Habitat: On sandstone, limestone and concrete, in littoral fringe and uppermost eulittoral zone, on moderately sheltered shores. Largely restricted to continental settings with slightly to moderately turbid water.

At Santa Marta, Colombia, E. interrupta is zoned above E. ziczac on shale cliffs, overlapping with E. tuberculata ( Bandel 1974a; Bandel & Wedler 1987). It hides in crevices and also occupies pools of highly variable salinity; smaller individuals occur in pools of normal salinity close to the high tide level ( Bandel 1974a). In Venezuela Flores (1973a) reported it on both sheltered rocks and exposed cliffs. Here it occupies the lower littoral fringe and is preyed upon by Stramonita haemastoma (Linnaeus) ; it is the most euryhaline of Echinolittorina species in Venezuela, tolerating salinities of 5–36 ppt ( Flores 1973b). Veligers hatch from the egg capsules after 3 days ( Bandel 1974a).

Remarks: Distinction of E. interrupta from its sister species E. placida is described in the Remarks on the latter and summarized in Table 1.
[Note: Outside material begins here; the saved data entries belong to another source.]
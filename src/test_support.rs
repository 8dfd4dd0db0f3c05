//! Stand-ins for the host platform and Gerrit, shared by the unit tests.

use async_trait::async_trait;
use std::collections::HashMap;
use std::sync::{Arc, Mutex};
use std::time::Duration;

use crate::agent::{OverlaySurface, SharedLocation};
use crate::coordinator::BadgeSurface;
use crate::error::FetchError;
use crate::gerrit::{ChangeSource, FetchOutcome};
use crate::models::{Change, ChangeStatus, Credentials, TabBadge, TabId};
use crate::overlay::OverlayView;

pub fn change(number: u64) -> Change {
    Change {
        number,
        subject: format!("change {number}"),
        project: "web".to_string(),
        status: ChangeStatus::New,
        insertions: number,
        deletions: 0,
    }
}

pub fn ok(changes: Vec<Change>) -> Result<FetchOutcome, FetchError> {
    Ok(FetchOutcome {
        status: 200,
        changes,
    })
}

/// Canned Gerrit: answers per key, optionally after a delay. Unknown keys get
/// an empty 200.
#[derive(Default)]
pub struct StubSource {
    responses: Mutex<HashMap<String, Result<FetchOutcome, FetchError>>>,
    delays: Mutex<HashMap<String, Duration>>,
    calls: Mutex<Vec<(Credentials, String)>>,
}

impl StubSource {
    pub fn respond(&self, key: &str, response: Result<FetchOutcome, FetchError>) {
        self.responses
            .lock()
            .unwrap()
            .insert(key.to_string(), response);
    }

    pub fn delay(&self, key: &str, delay: Duration) {
        self.delays.lock().unwrap().insert(key.to_string(), delay);
    }

    pub fn calls(&self) -> Vec<(Credentials, String)> {
        self.calls.lock().unwrap().clone()
    }
}

#[async_trait]
impl ChangeSource for StubSource {
    async fn changes_for_key(
        &self,
        creds: &Credentials,
        jira_key: &str,
    ) -> Result<FetchOutcome, FetchError> {
        self.calls
            .lock()
            .unwrap()
            .push((creds.clone(), jira_key.to_string()));
        let delay = self.delays.lock().unwrap().get(jira_key).copied();
        if let Some(delay) = delay {
            tokio::time::sleep(delay).await;
        }
        let response = self.responses.lock().unwrap().get(jira_key).cloned();
        response.unwrap_or_else(|| ok(Vec::new()))
    }
}

#[derive(Default)]
pub struct RecordingBadges {
    badges: Mutex<Vec<(TabId, TabBadge)>>,
}

impl RecordingBadges {
    pub fn last(&self, tab: TabId) -> Option<TabBadge> {
        self.badges
            .lock()
            .unwrap()
            .iter()
            .rev()
            .find(|(t, _)| *t == tab)
            .map(|(_, badge)| badge.clone())
    }
}

impl BadgeSurface for RecordingBadges {
    fn set_badge(&self, tab: TabId, badge: &TabBadge) {
        self.badges.lock().unwrap().push((tab, badge.clone()));
    }
}

#[derive(Debug, Clone, PartialEq, Eq)]
pub enum SurfaceEvent {
    Mounted(OverlayView),
    Unmounted,
}

/// Overlay surface that remembers every mount and unmount.
#[derive(Default)]
pub struct RecordingSurface {
    events: Mutex<Vec<SurfaceEvent>>,
}

impl RecordingSurface {
    pub fn events(&self) -> Vec<SurfaceEvent> {
        self.events.lock().unwrap().clone()
    }

    /// The view currently on the page, if any.
    pub fn mounted(&self) -> Option<OverlayView> {
        match self.events.lock().unwrap().last() {
            Some(SurfaceEvent::Mounted(view)) => Some(view.clone()),
            _ => None,
        }
    }
}

impl OverlaySurface for RecordingSurface {
    fn mount(&self, view: &OverlayView) {
        let mut events = self.events.lock().unwrap();
        assert!(
            !matches!(events.last(), Some(SurfaceEvent::Mounted(_))),
            "overlay mounted twice"
        );
        events.push(SurfaceEvent::Mounted(view.clone()));
    }

    fn unmount(&self) {
        self.events.lock().unwrap().push(SurfaceEvent::Unmounted);
    }
}

pub fn location(url: &str) -> Arc<SharedLocation> {
    Arc::new(SharedLocation::new(url))
}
These two species are never sympatric, but share a similarly continental habitat preference, being common on eutrophic mainland coasts (and in the case of E. interrupta on large high islands), but virtually absent from oceanic peninsulas and coral cays. Together these occur under the most continental conditions of all the western Atlantic Echinolittorina species. The presence of E. interrupta in the southern Lesser Antilles and Puerto Rico can be ascribed to the influence of the Orinoco plume, which causes nutrient enrichment in the eastern Caribbean Sea during the summer wet season ( Hu et al. 2004). Its presence in the northern Lesser Antilles is surprising, but museum records suggest that it is far less common there than its more oceanic congeners E. ziczac , E. angustior , E. jamaicensis and E. tuberculata . The distributions of the most oceanic of the Caribbean Echinolittorina species , E. mespillum , and the most continental, E. interrupta , are almost mutually exclusive; in the entire Caribbean Sea they have been recorded from the same localities (i.e. at the scale of small islands) only five times ( Aruba, St Vincent, Barbados, Guadeloupe, north Jamaica).
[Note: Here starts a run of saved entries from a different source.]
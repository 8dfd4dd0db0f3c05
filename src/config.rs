use std::path::PathBuf;
use std::time::Duration;

const DEFAULT_POLL_INTERVAL_MS: u64 = 500;
const DEFAULT_HTTP_TIMEOUT_SECS: u64 = 30;

#[derive(Debug, Clone, PartialEq, Eq)]
pub struct Config {
    /// Directory holding `jirrit.db`.
    pub data_dir: PathBuf,
    /// How often each page agent re-reads its URL.
    pub poll_interval: Duration,
    pub http_timeout: Duration,
}

impl Default for Config {
    fn default() -> Self {
        Self {
            data_dir: default_data_dir(),
            poll_interval: Duration::from_millis(DEFAULT_POLL_INTERVAL_MS),
            http_timeout: Duration::from_secs(DEFAULT_HTTP_TIMEOUT_SECS),
        }
    }
}

fn default_data_dir() -> PathBuf {
    dirs::data_dir()
        .or_else(dirs::home_dir)
        .unwrap_or_else(|| PathBuf::from("."))
        .join("jirrit")
}

impl Config {
    pub fn from_env() -> Result<Self, String> {
        Self::from_lookup(|name| std::env::var(name).ok())
    }

    fn from_lookup(lookup: impl Fn(&str) -> Option<String>) -> Result<Self, String> {
        let mut config = Self::default();
        if let Some(dir) = lookup("JIRRIT_DATA_DIR") {
            let dir = dir.trim();
            if !dir.is_empty() {
                config.data_dir = PathBuf::from(dir);
            }
        }
        if let Some(raw) = lookup("JIRRIT_POLL_INTERVAL_MS") {
            config.poll_interval =
                Duration::from_millis(parse_positive("JIRRIT_POLL_INTERVAL_MS", &raw)?);
        }
        if let Some(raw) = lookup("JIRRIT_HTTP_TIMEOUT_SECS") {
            config.http_timeout =
                Duration::from_secs(parse_positive("JIRRIT_HTTP_TIMEOUT_SECS", &raw)?);
        }
        Ok(config)
    }
}

fn parse_positive(name: &str, raw: &str) -> Result<u64, String> {
    let value = raw
        .trim()
        .parse::<u64>()
        .map_err(|_| format!("{name} must be an unsigned integer, got {raw:?}"))?;
    if value == 0 {
        return Err(format!("{name} must be greater than zero"));
    }
    Ok(value)
}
There is some regional variation in the shells. Those from Panama, Costa Rica and western Jamaica often have a strong peripheral keel, elongate form, clear spiral sculpture, and the spiral black band is often absent on the last whorl ( Fig. 22E, H–M View FIGURE 22 ). In the rest of the Caribbean Sea the shape is less elongate, slightly succineiform, sculpture often becomes obsolete on the last whorl, and the colour pattern is very dark, the spiral band remaining distinct on the last whorl ( Fig. 22A–D, F, G View FIGURE 22 ). Molecular data are available only for the former, so their conspecificity remains to be tested. There is also slight sexual dimorphism within some populations, so that smaller and more patulous forms (such as Fig. 22D View FIGURE 22 ) are more likely to be males.